In early December, BETA Technologies partnered with the National Institute for Aviation Research (NIAR) and the FAA to conduct a 50ft Code of Federal Regulations (14 CFR) fuel system crash resistance drop test on a full-scale battery system designed for an electric aircraft.
This was the first time the test was attempted at this scale on a representative 800V pack, which absorbed the load with no significant damage at the cell or pack level, demonstrating compliance.
The FAA may adopt this drop test requirement as a baseline means of compliance for battery systems. Essentially, this test was a milestone in the FAA’s research into which methodology to use for evaluating the crashworthiness of battery systems for electric aircraft, as the 50ft drop test is a contender for what it will require from developers.
The results will also help to validate NIAR’s simulation modelling method, refining it for future use by BETA and others to promote safety and scalability in the industry.
This test was also an important step toward informing the FAA certification process for the industry, the company’s own path to certification, and creating a foundation that will enable various types of battery testing in the future.
The FAA tapped NIAR as a partner for additional validation of means of compliance testing, having created a robust simulation designed to model the effect of the drop test on battery systems at the cell and pack level.
Safety is integral to the overall design, development, and operation of eVTOL transport systems.

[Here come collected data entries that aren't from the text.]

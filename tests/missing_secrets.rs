use std::process::Command;

const SECRETS: [&str; 4] = [
    "RATE_LIMIT_SALT",
    "AUDIT_SALT",
    "AUDIT_SECRET",
    "MASTER_KEY_ENCRYPTION_KEY",
];

fn host() -> Command {
    let exe = env!("CARGO_BIN_EXE_aegis");
    let mut command = Command::new(exe);
    // Keep a stray .env in the working directory out of the picture.
    command.current_dir(env!("CARGO_TARGET_TMPDIR"));
    for var in SECRETS {
        command.env_remove(var).env_remove(format!("{var}_FILE"));
    }
    command
}

#[test]
fn fails_without_any_secrets() {
    let output = host().output().expect("failed to run aegis binary");
    assert!(!output.status.success());
}

#[test]
fn fails_when_one_secret_is_missing() {
    let output = host()
        .env("RATE_LIMIT_SALT", "salt-a")
        .env("AUDIT_SALT", "salt-b")
        .env("AUDIT_SECRET", "secret")
        .output()
        .expect("failed to run aegis binary");
    assert!(!output.status.success());
}

#[test]
fn fails_on_short_master_key() {
    let output = host()
        .env("RATE_LIMIT_SALT", "salt-a")
        .env("AUDIT_SALT", "salt-b")
        .env("AUDIT_SECRET", "secret")
        .env("MASTER_KEY_ENCRYPTION_KEY", "abcd")
        .output()
        .expect("failed to run aegis binary");
    assert!(!output.status.success());
}
//! Reversible tokenization of sensitive values.

use std::sync::Arc;
use std::time::Duration as StdDuration;

use chrono::{DateTime, Duration, Utc};
use dashmap::DashMap;
use serde::de::DeserializeOwned;
use serde::{Deserialize, Serialize};
use serde_json::json;
use thiserror::Error;
use tracing::{debug, info, warn};
use zeroize::Zeroizing;

use crate::audit::{self, AuditEventType, AuditSink};
use crate::crypto::{self, CryptoError, CryptoPrimitives, EncryptedPackage};
use crate::keys::{KeyError, KeyManager};
use crate::store::{Expiring, SecretStore};

pub const TOKEN_PREFIX: &str = "tok_";
const TOKEN_BYTES: usize = 32;
const INDEX_SALT_LEN: usize = 32;

#[derive(Debug, Error)]
pub enum TokenError {
    #[error("token not found")]
    TokenNotFound,
    #[error("token expired")]
    TokenExpired,
    #[error("token integrity check failed")]
    AuthenticationFailure,
    #[error("key `{key_id}` for this token is no longer available")]
    KeyUnavailable { key_id: String },
    #[error("token ttl must be positive")]
    InvalidTtl,
    #[error(transparent)]
    Key(#[from] KeyError),
    #[error(transparent)]
    Crypto(#[from] CryptoError),
    #[error("token value serialization failed: {0}")]
    Serialization(#[from] serde_json::Error),
}

/// key: token-vault-entry
/// `key_id` pins the entry to the key that encrypted it, so the entry keeps
/// decrypting after rotation until that key is purged.
#[derive(Clone, Debug, Serialize, Deserialize)]
pub struct TokenVaultEntry {
    pub token: String,
    pub key_id: String,
    pub package: EncryptedPackage,
    pub created_at: DateTime<Utc>,
    pub expires_at: DateTime<Utc>,
}

impl Expiring for TokenVaultEntry {
    fn expires_at(&self) -> DateTime<Utc> {
        self.expires_at
    }
}

#[derive(Clone, Debug)]
pub struct TokenVaultConfig {
    pub default_ttl: Duration,
    pub sweep_interval: StdDuration,
    /// How long past its expiry a token stays correlatable through `tokens_for`.
    pub index_retention: Duration,
}

impl Default for TokenVaultConfig {
    fn default() -> Self {
        Self {
            default_ttl: Duration::days(30),
            sweep_interval: StdDuration::from_secs(60 * 60),
            index_retention: Duration::days(90),
        }
    }
}

#[derive(Clone, Debug)]
struct IndexedToken {
    token: String,
    expires_at: DateTime<Utc>,
}

/// key: token-vault
pub struct TokenVault {
    keys: Arc<KeyManager>,
    crypto: Arc<CryptoPrimitives>,
    store: Arc<dyn SecretStore<TokenVaultEntry>>,
    /// value fingerprint -> tokens issued for it, kept until `index_retention`
    /// past their expiry
    reverse_index: DashMap<String, Vec<IndexedToken>>,
    index_salt: Zeroizing<Vec<u8>>,
    config: TokenVaultConfig,
    audit: Option<Arc<dyn AuditSink>>,
}

impl TokenVault {
    pub fn new(
        keys: Arc<KeyManager>,
        crypto: Arc<CryptoPrimitives>,
        store: Arc<dyn SecretStore<TokenVaultEntry>>,
        config: TokenVaultConfig,
    ) -> Self {
        Self {
            keys,
            crypto,
            store,
            reverse_index: DashMap::new(),
            index_salt: Zeroizing::new(crypto::random_bytes(INDEX_SALT_LEN)),
            config,
            audit: None,
        }
    }

    pub fn with_audit(mut self, sink: Arc<dyn AuditSink>) -> Self {
        self.audit = Some(sink);
        self
    }

    pub fn config(&self) -> &TokenVaultConfig {
        &self.config
    }

    pub async fn tokenize<T>(&self, value: &T, ttl: Option<Duration>) -> Result<String, TokenError>
    where
        T: Serialize + ?Sized,
    {
        self.tokenize_at(value, ttl, Utc::now()).await
    }

    pub async fn tokenize_at<T>(
        &self,
        value: &T,
        ttl: Option<Duration>,
        now: DateTime<Utc>,
    ) -> Result<String, TokenError>
    where
        T: Serialize + ?Sized,
    {
        let ttl = ttl.unwrap_or(self.config.default_ttl);
        if ttl <= Duration::zero() {
            return Err(TokenError::InvalidTtl);
        }
        let plaintext = Zeroizing::new(serde_json::to_vec(value)?);
        let key = self.keys.get_current_at(now).await?;
        let package = self.crypto.encrypt(&plaintext, key.material())?;
        let fingerprint = self.fingerprint(&plaintext);
        let expires_at = now + ttl;

        let token = loop {
            let token = crypto::random_token(TOKEN_PREFIX, TOKEN_BYTES);
            let entry = TokenVaultEntry {
                token: token.clone(),
                key_id: key.id.clone(),
                package: package.clone(),
                created_at: now,
                expires_at,
            };
            if self.store.put_new(token.clone(), entry).await {
                break token;
            }
            warn!("token collision; regenerating");
        };

        self.reverse_index
            .entry(fingerprint.clone())
            .or_default()
            .push(IndexedToken {
                token: token.clone(),
                expires_at,
            });

        debug!(key_id = %key.id, %expires_at, "value tokenized");
        audit::report(
            self.audit.as_ref(),
            AuditEventType::TokenIssued,
            json!({
                "key_id": key.id,
                "fingerprint": fingerprint,
                "expires_at": expires_at,
            }),
            None,
        )
        .await;
        Ok(token)
    }

    pub async fn detokenize<T: DeserializeOwned>(&self, token: &str) -> Result<T, TokenError> {
        self.detokenize_at(token, Utc::now()).await
    }

    /// Expired entries are evicted on access, so a later lookup reports
    /// `TokenNotFound` rather than `TokenExpired`.
    pub async fn detokenize_at<T: DeserializeOwned>(
        &self,
        token: &str,
        now: DateTime<Utc>,
    ) -> Result<T, TokenError> {
        let entry = self
            .store
            .get(token)
            .await
            .ok_or(TokenError::TokenNotFound)?;
        if entry.is_expired_at(now) {
            self.store.delete(token).await;
            debug!(key_id = %entry.key_id, "expired token evicted on access");
            return Err(TokenError::TokenExpired);
        }

        let key = match self.keys.get_by_id_at(&entry.key_id, now).await {
            Ok(key) => key,
            Err(KeyError::KeyNotFound(key_id)) => {
                warn!(%key_id, "token key purged; entry unrecoverable");
                return Err(TokenError::KeyUnavailable { key_id });
            }
            Err(err) => return Err(err.into()),
        };

        let plaintext = match self.crypto.decrypt(&entry.package, key.material()) {
            Ok(plaintext) => plaintext,
            Err(CryptoError::AuthenticationFailure) => {
                warn!(key_id = %entry.key_id, "vault entry failed authentication");
                audit::report(
                    self.audit.as_ref(),
                    AuditEventType::DataBreachAttempt,
                    json!({
                        "reason": "vault entry failed authentication",
                        "key_id": entry.key_id,
                        "created_at": entry.created_at,
                    }),
                    None,
                )
                .await;
                return Err(TokenError::AuthenticationFailure);
            }
            Err(err) => return Err(err.into()),
        };

        let value = serde_json::from_slice(&plaintext)?;
        audit::report(
            self.audit.as_ref(),
            AuditEventType::TokenRedeemed,
            json!({ "key_id": entry.key_id }),
            None,
        )
        .await;
        Ok(value)
    }

    /// Returns `true` if the token existed.
    pub async fn revoke(&self, token: &str) -> bool {
        let Some(entry) = self.store.delete(token).await else {
            return false;
        };
        info!(key_id = %entry.key_id, "token revoked");
        audit::report(
            self.audit.as_ref(),
            AuditEventType::TokenRevoked,
            json!({ "key_id": entry.key_id }),
            None,
        )
        .await;
        true
    }

    /// Tokens issued for `value`, live, expired or revoked, until they age out
    /// of the index. For audit correlation.
    pub fn tokens_for<T>(&self, value: &T) -> Result<Vec<String>, TokenError>
    where
        T: Serialize + ?Sized,
    {
        let plaintext = Zeroizing::new(serde_json::to_vec(value)?);
        let fingerprint = self.fingerprint(&plaintext);
        Ok(self
            .reverse_index
            .get(&fingerprint)
            .map(|tokens| tokens.iter().map(|indexed| indexed.token.clone()).collect())
            .unwrap_or_default())
    }

    pub async fn sweep_expired(&self) -> usize {
        self.sweep_expired_at(Utc::now()).await
    }

    pub async fn sweep_expired_at(&self, now: DateTime<Utc>) -> usize {
        let mut evicted = 0;
        for token in self.store.scan_expired(now).await {
            if self.store.delete(&token).await.is_some() {
                evicted += 1;
            }
        }
        let forgotten = self.prune_index(now);
        if evicted > 0 || forgotten > 0 {
            info!(evicted, forgotten, "expired tokens swept");
        }
        evicted
    }

    /// Drops index entries older than `index_retention` past expiry.
    fn prune_index(&self, now: DateTime<Utc>) -> usize {
        let cutoff = now - self.config.index_retention;
        let mut forgotten = 0;
        self.reverse_index.retain(|_, tokens| {
            let before = tokens.len();
            tokens.retain(|indexed| indexed.expires_at > cutoff);
            forgotten += before - tokens.len();
            !tokens.is_empty()
        });
        forgotten
    }

    pub async fn len(&self) -> usize {
        self.store.len().await
    }

    pub async fn is_empty(&self) -> bool {
        self.len().await == 0
    }

    fn fingerprint(&self, plaintext: &[u8]) -> String {
        self.crypto.hash(plaintext, Some(self.index_salt.as_slice())).digest
    }
}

This test is part of an effort to guarantee the safety of this new technology, as it was designed to evaluate and analyse the performance of battery packs that will power eVTOLs during an emergency landing event.
The test was carried out at the new NIAR laboratory facilities at the Jerry Moran Center for Advanced Virtual Engineering and Testing located in Wichita State University. The test and procured results will also inform the FAA’s mission to define future test requirements and minimum obstacle clearance.

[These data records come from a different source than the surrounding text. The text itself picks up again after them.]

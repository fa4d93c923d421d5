//! Passphrase-sealed configuration files.

use std::path::{Path, PathBuf};

use chrono::{DateTime, Utc};
use serde::{Deserialize, Serialize};
use thiserror::Error;
use zeroize::Zeroizing;

use crate::crypto::{CryptoError, CryptoPrimitives, EncryptedPackage};

pub const ENVELOPE_VERSION: u8 = 1;
pub const MIN_PASSPHRASE_LEN: usize = 12;

#[derive(Debug, Error)]
pub enum EnvelopeError {
    #[error("passphrase must be at least 12 characters")]
    WeakPassphrase,
    #[error("unsupported envelope version {0}")]
    UnsupportedVersion(u8),
    #[error("envelope hex field `{field}` is invalid")]
    Encoding { field: &'static str },
    #[error(transparent)]
    Crypto(#[from] CryptoError),
    #[error("envelope json error: {0}")]
    Json(#[from] serde_json::Error),
    #[error("envelope io error: {0}")]
    Io(#[from] std::io::Error),
}

/// key: config-envelope
/// Self-describing on-disk format. Binary fields are hex.
#[derive(Clone, Debug, Serialize, Deserialize, PartialEq, Eq)]
pub struct ConfigEnvelope {
    pub version: u8,
    pub algorithm: String,
    pub salt: String,
    pub nonce: String,
    pub auth_tag: String,
    pub ciphertext: String,
    pub timestamp: DateTime<Utc>,
}

/// Where `write` put the sealed copies.
#[derive(Clone, Debug, PartialEq, Eq)]
pub struct SealedPaths {
    pub primary: PathBuf,
    pub backup: PathBuf,
}

impl ConfigEnvelope {
    pub fn seal(
        crypto: &CryptoPrimitives,
        plaintext: &[u8],
        passphrase: &str,
        now: DateTime<Utc>,
    ) -> Result<Self, EnvelopeError> {
        check_passphrase(passphrase)?;
        let sealed = crypto.encrypt_with_passphrase(plaintext, passphrase)?;
        Ok(Self {
            version: ENVELOPE_VERSION,
            algorithm: sealed.package.algorithm,
            salt: hex::encode(sealed.salt),
            nonce: hex::encode(sealed.package.nonce),
            auth_tag: hex::encode(sealed.package.auth_tag),
            ciphertext: hex::encode(sealed.package.ciphertext),
            timestamp: now,
        })
    }

    /// A wrong passphrase surfaces as `CryptoError::AuthenticationFailure`.
    pub fn open(
        &self,
        crypto: &CryptoPrimitives,
        passphrase: &str,
    ) -> Result<Zeroizing<Vec<u8>>, EnvelopeError> {
        if self.version != ENVELOPE_VERSION {
            return Err(EnvelopeError::UnsupportedVersion(self.version));
        }
        let salt = decode_field("salt", &self.salt)?;
        let package = EncryptedPackage {
            nonce: decode_field("nonce", &self.nonce)?,
            auth_tag: decode_field("auth_tag", &self.auth_tag)?,
            ciphertext: decode_field("ciphertext", &self.ciphertext)?,
            algorithm: self.algorithm.clone(),
        };
        let derived = crypto.derive_key(passphrase.as_bytes(), Some(&salt));
        Ok(crypto.decrypt(&package, &derived.key[..])?)
    }

    pub fn read(path: &Path) -> Result<Self, EnvelopeError> {
        let raw = std::fs::read(path)?;
        Ok(serde_json::from_slice(&raw)?)
    }

    /// Writes `<input>.encrypted` (pretty JSON) and a compact
    /// `<input>.backup.<millis>.enc` next to `input`.
    pub fn write(&self, input: &Path) -> Result<SealedPaths, EnvelopeError> {
        self.write_as(input, suffixed(input, "encrypted"))
    }

    /// Like `write`, with the pretty copy placed at `primary`.
    pub fn write_as(&self, input: &Path, primary: PathBuf) -> Result<SealedPaths, EnvelopeError> {
        let backup = suffixed(
            input,
            &format!("backup.{}.enc", self.timestamp.timestamp_millis()),
        );
        write_private(&primary, &serde_json::to_vec_pretty(self)?)?;
        write_private(&backup, &serde_json::to_vec(self)?)?;
        Ok(SealedPaths { primary, backup })
    }
}

pub fn check_passphrase(passphrase: &str) -> Result<(), EnvelopeError> {
    if passphrase.chars().count() < MIN_PASSPHRASE_LEN {
        return Err(EnvelopeError::WeakPassphrase);
    }
    Ok(())
}

fn decode_field(field: &'static str, value: &str) -> Result<Vec<u8>, EnvelopeError> {
    hex::decode(value).map_err(|_| EnvelopeError::Encoding { field })
}

fn suffixed(input: &Path, suffix: &str) -> PathBuf {
    let mut name = input.as_os_str().to_owned();
    name.push(".");
    name.push(suffix);
    PathBuf::from(name)
}

/// Creates or truncates `path` with owner-only permissions.
pub fn write_private(path: &Path, contents: &[u8]) -> std::io::Result<()> {
    use std::io::Write;

    let mut options = std::fs::OpenOptions::new();
    options.write(true).create(true).truncate(true);
    #[cfg(unix)]
    {
        use std::os::unix::fs::OpenOptionsExt;
        options.mode(0o600);
    }
    let mut file = options.open(path)?;
    file.write_all(contents)?;
    file.sync_all()
}

#[cfg(test)]
mod tests {
    use super::*;
    use crate::crypto::ALGORITHM;
    use tempfile::tempdir;

    const PASSPHRASE: &str = "correct horse battery";

    #[test]
    fn sealed_configs_open_with_the_passphrase() {
        let crypto = CryptoPrimitives::new();
        let envelope =
            ConfigEnvelope::seal(&crypto, b"API_KEY=abc\n", PASSPHRASE, Utc::now()).unwrap();
        assert_eq!(envelope.version, 1);
        assert_eq!(envelope.algorithm, ALGORITHM);
        assert_eq!(envelope.salt.len(), 64);
        assert!(!envelope.ciphertext.contains("API_KEY"));

        let opened = envelope.open(&crypto, PASSPHRASE).unwrap();
        assert_eq!(opened.as_slice(), b"API_KEY=abc\n");
    }

    #[test]
    fn wrong_passphrase_fails_authentication() {
        let crypto = CryptoPrimitives::new();
        let envelope = ConfigEnvelope::seal(&crypto, b"X=1", PASSPHRASE, Utc::now()).unwrap();
        assert!(matches!(
            envelope.open(&crypto, "incorrect horse battery"),
            Err(EnvelopeError::Crypto(CryptoError::AuthenticationFailure))
        ));
    }

    #[test]
    fn short_passphrases_are_refused() {
        let crypto = CryptoPrimitives::new();
        assert!(matches!(
            ConfigEnvelope::seal(&crypto, b"X=1", "short", Utc::now()),
            Err(EnvelopeError::WeakPassphrase)
        ));
    }

    #[test]
    fn write_produces_primary_and_backup() {
        let dir = tempdir().unwrap();
        let input = dir.path().join(".env");
        std::fs::write(&input, "DB_PASSWORD=hunter2\n").unwrap();

        let crypto = CryptoPrimitives::new();
        let envelope = ConfigEnvelope::seal(
            &crypto,
            &std::fs::read(&input).unwrap(),
            PASSPHRASE,
            Utc::now(),
        )
        .unwrap();
        let paths = envelope.write(&input).unwrap();

        assert_eq!(paths.primary, dir.path().join(".env.encrypted"));
        let backup_name = paths.backup.file_name().unwrap().to_string_lossy().to_string();
        assert!(backup_name.starts_with(".env.backup."));
        assert!(backup_name.ends_with(".enc"));

        let primary = ConfigEnvelope::read(&paths.primary).unwrap();
        let backup = ConfigEnvelope::read(&paths.backup).unwrap();
        assert_eq!(primary, envelope);
        assert_eq!(backup, envelope);
        assert_eq!(
            primary.open(&crypto, PASSPHRASE).unwrap().as_slice(),
            b"DB_PASSWORD=hunter2\n"
        );
    }

    #[test]
    fn unknown_versions_are_rejected() {
        let crypto = CryptoPrimitives::new();
        let mut envelope = ConfigEnvelope::seal(&crypto, b"X=1", PASSPHRASE, Utc::now()).unwrap();
        envelope.version = 2;
        assert!(matches!(
            envelope.open(&crypto, PASSPHRASE),
            Err(EnvelopeError::UnsupportedVersion(2))
        ));
    }
}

To guarantee occupant safety, it is necessary to evaluate and analyse the performance and behaviour of the complete vehicle, including seats, batteries, and the surrounding composite airframe structure), during an emergency landing event.
The primary objective of this test simulation study was to identify the structural, thermal, and electrical behaviour of the battery pack during emergency landing conditions.
This was in order to provide information to the FAA that may be used to define future requirements and how its performance will impact the selection of composite materials for the construction of an airframe capable of providing an adequate level of safety.
Crashworthiness by drop testing is currently regulated for fuel cells and fuel tanks. Due to the prevalence of fuel tanks and the novelty of battery systems in aircraft, EASA has adopted these fuel tank drop test requirements for use with battery systems as a starting point for safety and risk assessment.
Drop testing of fuel systems requires a 50-foot drop of a nearly filled fuel system onto a flat, non-deforming surface, after which the fuel system is monitored for leakage of gas or fluids, as well as fire or explosion.
This test program and simulation studies will provide information regarding the structural performance of the battery and evaluation of load transfer into the cabin and rest of the eVTOL composite airframe structure.
It will evaluate the thermal performance of the battery and the risk of thermal runaway or explosion, whether thermal shielding is required, and whether current composite materials used for constructing the fuselage is acceptable for this use.
Electrical performance of the battery and risk of high-voltage discharge to the surrounding eVTOL structure, occupants, or first response personnel will also be evaluated, and whether advanced materials can be used for the cabin floor to provide shielding during an emergency landing.